Friday, May 4, 2012

Systematic domain based structure alignments at the RCSB PDB

At the RCSB PDB web site we habe been providing pre-calculated and systematic protein structure alignments already for about two years. Every week we run systematic structure alignments for newly released proteins across a representative subset of the database and try to identify related proteins based on their 3D shape.

This week we have released a major upgrade to those efforts. Our pre-computed alignments are now using domain information to split protein chains into smaller subunits. We introduced this change because many proteins are built of more than just one domain. In that case our previous results were a bit unclear in the sense that results for any of the domains were displayed together and that made the data more difficult to compare and interpret.

The new domain based procedure is using the SCOP domain assignments where available to define how to break up protein chains. If the structures are too new to be annotated by SCOP (like all newly released proteins), then we use a software called ProteinDomainParser to define domains based on geometric criteria. Even if the algorithm sometimes defines a break point that might not be the same what SCOP would define, it is still interesting if you find structural neighbors with such fragments of proteins.
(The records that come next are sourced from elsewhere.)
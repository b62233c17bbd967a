//! Declarative helpers shared by the model layer.

/// Declare a closed-set string enum stored as `TEXT`.
///
/// Generates serde (de)serialisation with the given wire names, `Display`,
/// `FromStr` (unknown values become `AppError::BadRequest`) and the sqlx
/// `Type`/`Encode`/`Decode` implementations for Postgres.
macro_rules! string_enum {
    (
        $(#[$meta:meta])*
        $vis:vis enum $name:ident {
            $( $(#[$vmeta:meta])* $variant:ident => $text:literal ),+ $(,)?
        }
    ) => {
        $(#[$meta])*
        #[derive(Debug, Clone, Copy, PartialEq, Eq, Hash, serde::Serialize, serde::Deserialize)]
        $vis enum $name {
            $( $(#[$vmeta])* #[serde(rename = $text)] $variant ),+
        }

        impl $name {
            /// Every value of the set, in declaration order.
            #[allow(dead_code)]
            pub const ALL: &'static [$name] = &[ $( $name::$variant ),+ ];

            /// The stored / wire representation.
            pub fn as_str(&self) -> &'static str {
                match self {
                    $( $name::$variant => $text ),+
                }
            }
        }

        impl std::fmt::Display for $name {
            fn fmt(&self, f: &mut std::fmt::Formatter<'_>) -> std::fmt::Result {
                f.write_str(self.as_str())
            }
        }

        impl std::str::FromStr for $name {
            type Err = crate::error::AppError;

            fn from_str(value: &str) -> Result<Self, Self::Err> {
                match value {
                    $( $text => Ok($name::$variant), )+
                    other => Err(crate::error::AppError::BadRequest(format!(
                        "Invalid {}: {}",
                        stringify!($name),
                        other
                    ))),
                }
            }
        }

        impl sqlx::Type<sqlx::Postgres> for $name {
            fn type_info() -> sqlx::postgres::PgTypeInfo {
                <String as sqlx::Type<sqlx::Postgres>>::type_info()
            }

            fn compatible(ty: &sqlx::postgres::PgTypeInfo) -> bool {
                <String as sqlx::Type<sqlx::Postgres>>::compatible(ty)
            }
        }

        impl<'q> sqlx::Encode<'q, sqlx::Postgres> for $name {
            fn encode_by_ref(
                &self,
                buf: &mut sqlx::postgres::PgArgumentBuffer,
            ) -> Result<sqlx::encode::IsNull, sqlx::error::BoxDynError> {
                <&str as sqlx::Encode<'q, sqlx::Postgres>>::encode_by_ref(&self.as_str(), buf)
            }
        }

        impl<'r> sqlx::Decode<'r, sqlx::Postgres> for $name {
            fn decode(
                value: sqlx::postgres::PgValueRef<'r>,
            ) -> Result<Self, sqlx::error::BoxDynError> {
                let text = <String as sqlx::Decode<'r, sqlx::Postgres>>::decode(value)?;
                text.parse::<$name>().map_err(|e| e.to_string().into())
            }
        }
    };
}

/// Implement the in-memory `Record` trait for structs with `id` and `tenant_id` fields.
macro_rules! tenant_record {
    ($($ty:ty),+ $(,)?) => {
        $(
            impl crate::repositories::memory::Record for $ty {
                fn id(&self) -> uuid::Uuid {
                    self.id
                }

                fn tenant_id(&self) -> uuid::Uuid {
                    self.tenant_id
                }
            }
        )+
    };
}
In addition, this release of the RCSB PDB web site also provides a new display of protein chains and how different sources annotate protein domains (see the image above). This domain summary shows SCOP domains, ProteinDomainParser domains and Pfam domains. Here an example for  a Cyclodextrin glycosyl transferase (3BMV) from Thermoanerobacterium thermosulfurigenes. It is composed of four domains, which are identified by all of the three data sources.